PixelPick
This is an official implementation of the paper "All you need are a few pixels: semantic segmentation with PixelPick."
Table of contents
- Abstract
- Installation
- Benchmark results
- Models
- PixelPick mouse-free annotation tool (to be updated)
- Citation (to be updated)
- Acknowledgements
Abstract
A central challenge for the task of semantic segmentation is the prohibitive cost of obtaining dense pixel-level annotations to supervise model training. In this work, we show that in order to achieve a good level of segmentation performance, all you need are a few well-chosen pixel labels. We make the following contributions: (i) We investigate the novel semantic segmentation setting in which labels are supplied only at sparse pixel locations, and show that deep neural networks can use a handful of such labels to good effect; (ii) We demonstrate how to exploit this phenomena within an active learning framework, termed PixelPick, to radically reduce labelling cost, and propose an efficient “mouse-free” annotation strategy to implement our approach; (iii) We conduct extensive experiments to study the influence of annotation diversity under a fixed budget, model pretraining, model capacity and the sampling mechanism for picking pixels in this low annotation regime; (iv) We provide comparisons to the existing state of the art in semantic segmentation with active learning, and demonstrate comparable performance with up to two orders of magnitude fewer pixel annotations on the CamVid, Cityscapes and PASCAL VOC 2012 benchmarks; (v) Finally, we evaluate the efficiency of our annotation pipeline and its sensitivity to annotator error to demonstrate its practicality. Our code, models and annotation tool will be made publicly available.
Installation
Prerequisites
Our code is based on Python 3.8 and uses the following Python packages.
torch>=1.8.1
torchvision>=0.9.1
tqdm>=4.59.0
cv2>=4.5.1.48
Clone this repository
git clone https://github.com/NoelShin/PixelPick.git
cd PixelPick
Download dataset
Follow one of the instructions below to download a dataset you are interest in. Then, set the dir_dataset variable in args.py to the directory path which contains the downloaded dataset.

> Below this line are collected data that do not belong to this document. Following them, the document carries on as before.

// src/main.rs
//
// Calculatrice — point d’entrée NATIF + WEB (WASM)
// ------------------------------------------------
// - NATIF (Linux/Windows/macOS) : eframe::run_native + NativeOptions, logs tracing sur stderr
// - WEB  (wasm32)              : eframe::WebRunner + WebOptions + <canvas>
//
// Côté WEB (WASM) : index.html doit contenir un canvas :
//   <canvas id="the_canvas_id"></canvas>

#![cfg_attr(target_arch = "wasm32", allow(unused_imports))]

use eframe::egui;

mod app;
mod noyau;

use app::{AppCalc, Config};

/* ------------------------ Entrée NATIF (PC) ------------------------ */

#[cfg(not(target_arch = "wasm32"))]
fn main() -> eframe::Result<()> {
    use tracing_subscriber::EnvFilter;

    tracing_subscriber::fmt()
        .with_env_filter(EnvFilter::try_from_default_env().unwrap_or_else(|_| EnvFilter::new("info")))
        .with_writer(std::io::stderr)
        .init();

    let config = Config::charger();
    tracing::info!(titre = %config.titre, chiffres = config.chiffres_significatifs, "démarrage");

    let options = eframe::NativeOptions {
        viewport: egui::ViewportBuilder::default()
            .with_title(config.titre.as_str())
            .with_inner_size([config.fenetre.largeur, config.fenetre.hauteur])
            .with_min_inner_size([300.0, 420.0]),
        ..Default::default()
    };

    let titre = config.titre.clone();
    eframe::run_native(
        &titre,
        options,
        Box::new(move |_cc| Ok(Box::new(AppCalc::new(config)))),
    )
}

/* ------------------------ Entrée WEB (WASM) ------------------------ */

#[cfg(target_arch = "wasm32")]
fn main() {
    // En wasm32, le démarrage réel passe par `start()` (wasm_bindgen).
}

#[cfg(target_arch = "wasm32")]
mod web {
    use super::{AppCalc, Config};

    use wasm_bindgen::JsCast;
    use web_sys::{window, HtmlCanvasElement};

    /// ID du canvas attendu dans index.html.
    const CANVAS_ID: &str = "the_canvas_id";

    /// Point d’entrée automatique au chargement de la page.
    /// - Fixe le titre de l’onglet (document.title)
    /// - Récupère le <canvas id="the_canvas_id">
    /// - Démarre eframe WebRunner dessus
    #[wasm_bindgen::prelude::wasm_bindgen(start)]
    pub async fn start() -> Result<(), wasm_bindgen::JsValue> {
        let config = Config::charger();

        let w = window().ok_or_else(|| js_err("window() indisponible"))?;
        let d = w
            .document()
            .ok_or_else(|| js_err("document() indisponible"))?;

        d.set_title(&config.titre);

        let el = d
            .get_element_by_id(CANVAS_ID)
            .ok_or_else(|| js_err("canvas introuvable (id incorrect dans index.html)"))?;

        let canvas: HtmlCanvasElement = el
            .dyn_into::<HtmlCanvasElement>()
            .map_err(|_| js_err("l’élément trouvé n’est pas un <canvas>"))?;

        let web_options = eframe::WebOptions::default();

        eframe::WebRunner::new()
            .start(
                canvas,
                web_options,
                Box::new(move |_cc| Ok(Box::new(AppCalc::new(config)))),
            )
            .await
    }

    fn js_err(msg: &str) -> wasm_bindgen::JsValue {
        wasm_bindgen::JsValue::from_str(msg)
    }
}
// src/noyau/rpn.rs
//
// Shunting-yard -> RPN -> valeur
// Objectif:
// - Convertir une suite de Tok en RPN (postfix)
// - Puis évaluer la RPN en f64 (pile de valeurs, aucune évaluation dynamique)
//
// Règles:
// - × ÷ lient plus fort que + - ; associativité à gauche
// - Moins unaire: accepté SEULEMENT en début d’expression ou juste après '('
//   (forme "(-x)" injectée par +/-, ou résultat négatif réutilisé : "-5+3").
//   Partout ailleurs, un opérateur binaire doit avoir ses deux opérandes.

use super::erreur::ErreurEval;
use super::jetons::Tok;

/// Élément de sortie RPN.
#[derive(Clone, Debug, PartialEq)]
pub enum Rpn {
    Num(f64),
    Plus,
    Moins,
    Fois,
    Divise,
    /// moins unaire
    Neg,
}

/// Élément de la pile d’opérateurs.
#[derive(Clone, Copy, Debug)]
enum Pile {
    Op(Op),
    LPar,
}

#[derive(Clone, Copy, Debug, PartialEq)]
enum Op {
    Plus,
    Moins,
    Fois,
    Divise,
    Neg,
}

impl Op {
    fn precedence(self) -> i32 {
        match self {
            Op::Plus | Op::Moins => 1,
            Op::Fois | Op::Divise => 2,
            Op::Neg => 3,
        }
    }

    fn vers_rpn(self) -> Rpn {
        match self {
            Op::Plus => Rpn::Plus,
            Op::Moins => Rpn::Moins,
            Op::Fois => Rpn::Fois,
            Op::Divise => Rpn::Divise,
            Op::Neg => Rpn::Neg,
        }
    }
}

fn op_binaire(t: &Tok) -> Option<Op> {
    match t {
        Tok::Plus => Some(Op::Plus),
        Tok::Moins => Some(Op::Moins),
        Tok::Fois => Some(Op::Fois),
        Tok::Divise => Some(Op::Divise),
        _ => None,
    }
}

/// Convertit une suite de jetons en RPN (notation polonaise inversée).
///
/// Exemple:
///   tokens: [Num(2), Plus, Num(3), Fois, Num(4)]
///   rpn:    [Num(2), Num(3), Num(4), Fois, Plus]
pub fn to_rpn(tokens: &[Tok]) -> Result<Vec<Rpn>, ErreurEval> {
    let mut out: Vec<Rpn> = Vec::with_capacity(tokens.len());
    let mut ops: Vec<Pile> = Vec::new();

    // true tant qu’on attend une valeur (nombre, '(' ou moins unaire)
    let mut attend_valeur = true;
    // true au début et juste après '(' : seuls endroits où le moins unaire est permis
    let mut unaire_permis = true;

    for tok in tokens {
        match tok {
            Tok::Num(v) => {
                if !attend_valeur {
                    return Err(ErreurEval::OperateurManquant);
                }
                out.push(Rpn::Num(*v));
                attend_valeur = false;
                unaire_permis = false;
            }

            Tok::LPar => {
                if !attend_valeur {
                    return Err(ErreurEval::OperateurManquant);
                }
                ops.push(Pile::LPar);
                unaire_permis = true;
            }

            Tok::RPar => {
                if attend_valeur {
                    return Err(ErreurEval::OperandeManquant);
                }
                // dépile jusqu’à '('
                loop {
                    match ops.pop() {
                        Some(Pile::LPar) => break,
                        Some(Pile::Op(op)) => out.push(op.vers_rpn()),
                        None => return Err(ErreurEval::ParentheseNonOuverte),
                    }
                }
            }

            Tok::Moins if attend_valeur => {
                if !unaire_permis {
                    return Err(ErreurEval::OperandeManquant);
                }
                // préfixe : rien à dépiler
                ops.push(Pile::Op(Op::Neg));
                unaire_permis = false;
            }

            Tok::Plus | Tok::Moins | Tok::Fois | Tok::Divise => {
                if attend_valeur {
                    return Err(ErreurEval::OperandeManquant);
                }
                let Some(op) = op_binaire(tok) else {
                    return Err(ErreurEval::OperandeManquant);
                };

                while let Some(Pile::Op(top)) = ops.last().copied() {
                    if top.precedence() >= op.precedence() {
                        ops.pop();
                        out.push(top.vers_rpn());
                    } else {
                        break;
                    }
                }

                ops.push(Pile::Op(op));
                attend_valeur = true;
                unaire_permis = false;
            }
        }
    }

    if attend_valeur {
        return Err(if tokens.is_empty() {
            ErreurEval::ExpressionVide
        } else {
            ErreurEval::OperandeManquant
        });
    }

    // vide la pile ops
    while let Some(p) = ops.pop() {
        match p {
            Pile::LPar => return Err(ErreurEval::ParentheseNonFermee),
            Pile::Op(op) => out.push(op.vers_rpn()),
        }
    }

    Ok(out)
}

/// Évalue une RPN.
pub fn eval_rpn(rpn: &[Rpn]) -> Result<f64, ErreurEval> {
    let mut st: Vec<f64> = Vec::with_capacity(rpn.len());

    for el in rpn {
        match el {
            Rpn::Num(v) => st.push(*v),

            Rpn::Neg => {
                let x = st.pop().ok_or(ErreurEval::OperandeManquant)?;
                st.push(-x);
            }

            Rpn::Plus | Rpn::Moins | Rpn::Fois | Rpn::Divise => {
                let b = st.pop().ok_or(ErreurEval::OperandeManquant)?;
                let a = st.pop().ok_or(ErreurEval::OperandeManquant)?;

                let v = match el {
                    Rpn::Plus => a + b,
                    Rpn::Moins => a - b,
                    Rpn::Fois => a * b,
                    _ => {
                        if b == 0.0 {
                            return Err(ErreurEval::DivisionParZero);
                        }
                        a / b
                    }
                };
                st.push(v);
            }
        }
    }

    match st.as_slice() {
        [v] if v.is_finite() => Ok(*v),
        [_] => Err(ErreurEval::ResultatNonFini),
        [] => Err(ErreurEval::ExpressionVide),
        _ => Err(ErreurEval::OperateurManquant),
    }
}

/// Format utilitaire (démarche) : RPN en texte.
pub fn format_rpn(rpn: &[Rpn]) -> String {
    rpn.iter()
        .map(|el| match el {
            Rpn::Num(v) => super::format::rendre(*v),
            Rpn::Plus => "+".to_string(),
            Rpn::Moins => "-".to_string(),
            Rpn::Fois => "×".to_string(),
            Rpn::Divise => "÷".to_string(),
            Rpn::Neg => "neg".to_string(),
        })
        .collect::<Vec<_>>()
        .join(" ")
}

-  For CamVid, you need to download SegNet-Tutorial codebase as a zip file and use CamViddirectory which contains images/annotations for training and test after unzipping it. You don't need to change the directory structure. [CamVid]
-  For Cityscapes, first visit the link and login to download. Once downloaded, you need to unzip it. You don't need to change the directory structure. It is worth noting that, if you set downsamplevariable inargs.py(4 by default), it will first downsample train and val images of Cityscapes and store them within{dir_dataset}_d{downsample}folder which will be located in the same directory ofdir_dataset. This is to enable a faster dataloading during training. [Cityscapes]
-  For PASCAL VOC 2012, the dataset will be automatically downloaded via torchvision.datasets.VOCSegmentation. You just need to specify which directory you want to download it withdir_datasetvariable. If the automatic download fails, you can manually download through the following page (you don't need to untarVOCtrainval_11-May-2012.tarfile which will be downloaded). [PASCAL VOC 2012 segmentation]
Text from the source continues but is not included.